**What you need to do**
Write out again, exactly, the lines of the listing below from the first one through the one that contains "visible as the", and no other lines.

**The input**
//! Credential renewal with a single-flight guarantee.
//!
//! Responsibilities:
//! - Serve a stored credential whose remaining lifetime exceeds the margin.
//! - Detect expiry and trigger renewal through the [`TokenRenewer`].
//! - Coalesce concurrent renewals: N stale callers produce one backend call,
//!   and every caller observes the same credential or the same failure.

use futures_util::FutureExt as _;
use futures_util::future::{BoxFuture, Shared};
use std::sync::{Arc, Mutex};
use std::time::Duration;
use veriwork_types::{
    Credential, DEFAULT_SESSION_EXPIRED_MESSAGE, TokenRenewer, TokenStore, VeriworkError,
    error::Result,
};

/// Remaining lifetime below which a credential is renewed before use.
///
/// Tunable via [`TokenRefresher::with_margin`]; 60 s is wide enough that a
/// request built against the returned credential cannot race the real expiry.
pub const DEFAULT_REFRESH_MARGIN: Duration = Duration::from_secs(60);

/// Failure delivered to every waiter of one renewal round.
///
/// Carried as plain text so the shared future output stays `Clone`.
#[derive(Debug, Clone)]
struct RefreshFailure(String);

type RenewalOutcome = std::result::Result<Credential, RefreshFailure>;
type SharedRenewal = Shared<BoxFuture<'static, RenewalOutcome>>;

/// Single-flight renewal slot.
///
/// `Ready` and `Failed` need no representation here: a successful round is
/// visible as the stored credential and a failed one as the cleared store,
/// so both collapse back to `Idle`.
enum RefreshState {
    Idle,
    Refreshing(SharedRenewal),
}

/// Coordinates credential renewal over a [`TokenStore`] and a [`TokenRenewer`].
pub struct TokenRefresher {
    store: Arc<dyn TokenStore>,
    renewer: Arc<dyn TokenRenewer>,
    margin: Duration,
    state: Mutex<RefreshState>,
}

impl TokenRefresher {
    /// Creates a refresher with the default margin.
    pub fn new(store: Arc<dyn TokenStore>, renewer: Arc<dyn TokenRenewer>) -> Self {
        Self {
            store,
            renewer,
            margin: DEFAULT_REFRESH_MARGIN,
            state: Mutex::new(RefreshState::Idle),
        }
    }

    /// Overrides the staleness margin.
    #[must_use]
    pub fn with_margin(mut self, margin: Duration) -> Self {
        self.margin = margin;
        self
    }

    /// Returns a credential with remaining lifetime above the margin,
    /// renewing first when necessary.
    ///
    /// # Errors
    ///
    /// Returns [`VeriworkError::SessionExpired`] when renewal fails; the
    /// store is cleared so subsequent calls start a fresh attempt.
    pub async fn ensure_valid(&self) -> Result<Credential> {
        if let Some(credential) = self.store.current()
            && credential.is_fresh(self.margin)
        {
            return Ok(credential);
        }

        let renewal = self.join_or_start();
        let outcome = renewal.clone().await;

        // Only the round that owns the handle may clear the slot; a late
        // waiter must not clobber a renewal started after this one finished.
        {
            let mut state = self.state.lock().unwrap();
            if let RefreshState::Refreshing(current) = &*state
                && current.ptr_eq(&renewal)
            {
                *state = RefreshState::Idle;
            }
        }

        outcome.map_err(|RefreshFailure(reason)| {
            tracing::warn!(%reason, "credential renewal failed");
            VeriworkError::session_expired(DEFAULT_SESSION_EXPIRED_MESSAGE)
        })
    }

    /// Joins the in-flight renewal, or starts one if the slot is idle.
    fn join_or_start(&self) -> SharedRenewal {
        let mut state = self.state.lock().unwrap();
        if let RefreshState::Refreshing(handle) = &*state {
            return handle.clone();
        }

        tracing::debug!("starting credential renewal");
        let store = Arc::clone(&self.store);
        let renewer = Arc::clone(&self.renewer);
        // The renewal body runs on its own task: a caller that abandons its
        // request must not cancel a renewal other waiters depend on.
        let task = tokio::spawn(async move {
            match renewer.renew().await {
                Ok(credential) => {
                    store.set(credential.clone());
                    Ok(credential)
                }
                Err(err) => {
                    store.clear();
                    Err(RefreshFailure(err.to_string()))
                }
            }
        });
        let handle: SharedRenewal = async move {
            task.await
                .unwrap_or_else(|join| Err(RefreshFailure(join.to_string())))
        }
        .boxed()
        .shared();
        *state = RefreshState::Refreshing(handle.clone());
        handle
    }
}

**Solution to this exercise**
//! Credential renewal with a single-flight guarantee.
//!
//! Responsibilities:
//! - Serve a stored credential whose remaining lifetime exceeds the margin.
//! - Detect expiry and trigger renewal through the [`TokenRenewer`].
//! - Coalesce concurrent renewals: N stale callers produce one backend call,
//!   and every caller observes the same credential or the same failure.

use futures_util::FutureExt as _;
use futures_util::future::{BoxFuture, Shared};
use std::sync::{Arc, Mutex};
use std::time::Duration;
use veriwork_types::{
    Credential, DEFAULT_SESSION_EXPIRED_MESSAGE, TokenRenewer, TokenStore, VeriworkError,
    error::Result,
};

/// Remaining lifetime below which a credential is renewed before use.
///
/// Tunable via [`TokenRefresher::with_margin`]; 60 s is wide enough that a
/// request built against the returned credential cannot race the real expiry.
pub const DEFAULT_REFRESH_MARGIN: Duration = Duration::from_secs(60);

/// Failure delivered to every waiter of one renewal round.
///
/// Carried as plain text so the shared future output stays `Clone`.
#[derive(Debug, Clone)]
struct RefreshFailure(String);

type RenewalOutcome = std::result::Result<Credential, RefreshFailure>;
type SharedRenewal = Shared<BoxFuture<'static, RenewalOutcome>>;

/// Single-flight renewal slot.
///
/// `Ready` and `Failed` need no representation here: a successful round is
/// visible as the stored credential and a failed one as the cleared store,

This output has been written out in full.